Records contained in a dataset:
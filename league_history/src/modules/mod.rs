pub mod error;
pub mod handlers;
pub mod models;
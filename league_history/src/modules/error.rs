use axum::{
    http::StatusCode,
    response::{IntoResponse, Response},
    Json,
};
use league_history_libs::{history::HistoryError, sleeper::client::SleeperClientError};
use serde_json::json;
use thiserror::Error;

#[derive(Debug, Error)]
pub enum ApiError {
    #[error("{0}")]
    BadRequest(String),
    #[error("Failed to fetch data: {0}")]
    ClientError(#[from] SleeperClientError),
    #[error("Failed to fetch data: {0}")]
    HistoryError(#[from] HistoryError),
    #[error("Failed to fetch data: {0}")]
    SerializeError(#[from] serde_json::Error),
}

impl ApiError {
    pub fn status_code(&self) -> StatusCode {
        match self {
            ApiError::BadRequest(_) => StatusCode::BAD_REQUEST,
            _ => StatusCode::INTERNAL_SERVER_ERROR,
        }
    }
}

impl IntoResponse for ApiError {
    fn into_response(self) -> Response {
        let status_code = self.status_code();
        if status_code.is_server_error() {
            tracing::error!("request failed cause: {:?}", self);
        }

        (status_code, Json(json!({ "error": self.to_string() }))).into_response()
    }
}

pub type ApiResult<T> = Result<T, ApiError>;

#[cfg(test)]
mod test {
    use super::*;

    #[test]
    fn upstream_errors_are_server_errors() {
        let error = ApiError::from(SleeperClientError::UnexpectedError(String::from(
            "unexpected status [502 Bad Gateway]",
        )));

        assert_eq!(error.status_code(), StatusCode::INTERNAL_SERVER_ERROR);
        assert_eq!(
            error.to_string(),
            "Failed to fetch data: unexpected status [502 Bad Gateway]"
        );
    }

    #[test]
    fn history_errors_keep_their_message() {
        let error = ApiError::from(HistoryError::SeasonNotFound {
            league_id: String::from("784"),
            season: String::from("2015"),
        });

        assert_eq!(
            error.to_string(),
            "Failed to fetch data: season 2015 not found in history of league 784"
        );
    }

    #[test]
    fn bad_request_message_is_unchanged() {
        let error = ApiError::BadRequest(String::from("League ID is required."));

        assert_eq!(error.status_code(), StatusCode::BAD_REQUEST);
        assert_eq!(error.to_string(), "League ID is required.");
    }
}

What the task asks: Reproduce the full set of records precisely.

Expected answer:
filename league_history/src/modules/mod.rs
pub mod error;
pub mod handlers;
pub mod models;
filename league_history/src/modules/error.rs
use axum::{
    http::StatusCode,
    response::{IntoResponse, Response},
    Json,
};
use league_history_libs::{history::HistoryError, sleeper::client::SleeperClientError};
use serde_json::json;
use thiserror::Error;

#[derive(Debug, Error)]
pub enum ApiError {
    #[error("{0}")]
    BadRequest(String),
    #[error("Failed to fetch data: {0}")]
    ClientError(#[from] SleeperClientError),
    #[error("Failed to fetch data: {0}")]
    HistoryError(#[from] HistoryError),
    #[error("Failed to fetch data: {0}")]
    SerializeError(#[from] serde_json::Error),
}

impl ApiError {
    pub fn status_code(&self) -> StatusCode {
        match self {
            ApiError::BadRequest(_) => StatusCode::BAD_REQUEST,
            _ => StatusCode::INTERNAL_SERVER_ERROR,
        }
    }
}

impl IntoResponse for ApiError {
    fn into_response(self) -> Response {
        let status_code = self.status_code();
        if status_code.is_server_error() {
            tracing::error!("request failed cause: {:?}", self);
        }

        (status_code, Json(json!({ "error": self.to_string() }))).into_response()
    }
}

pub type ApiResult<T> = Result<T, ApiError>;

#[cfg(test)]
mod test {
    use super::*;

    #[test]
    fn upstream_errors_are_server_errors() {
        let error = ApiError::from(SleeperClientError::UnexpectedError(String::from(
            "unexpected status [502 Bad Gateway]",
        )));

        assert_eq!(error.status_code(), StatusCode::INTERNAL_SERVER_ERROR);
        assert_eq!(
            error.to_string(),
            "Failed to fetch data: unexpected status [502 Bad Gateway]"
        );
    }

    #[test]
    fn history_errors_keep_their_message() {
        let error = ApiError::from(HistoryError::SeasonNotFound {
            league_id: String::from("784"),
            season: String::from("2015"),
        });

        assert_eq!(
            error.to_string(),
            "Failed to fetch data: season 2015 not found in history of league 784"
        );
    }

    #[test]
    fn bad_request_message_is_unchanged() {
        let error = ApiError::BadRequest(String::from("League ID is required."));

        assert_eq!(error.status_code(), StatusCode::BAD_REQUEST);
        assert_eq!(error.to_string(), "League ID is required.");
    }
}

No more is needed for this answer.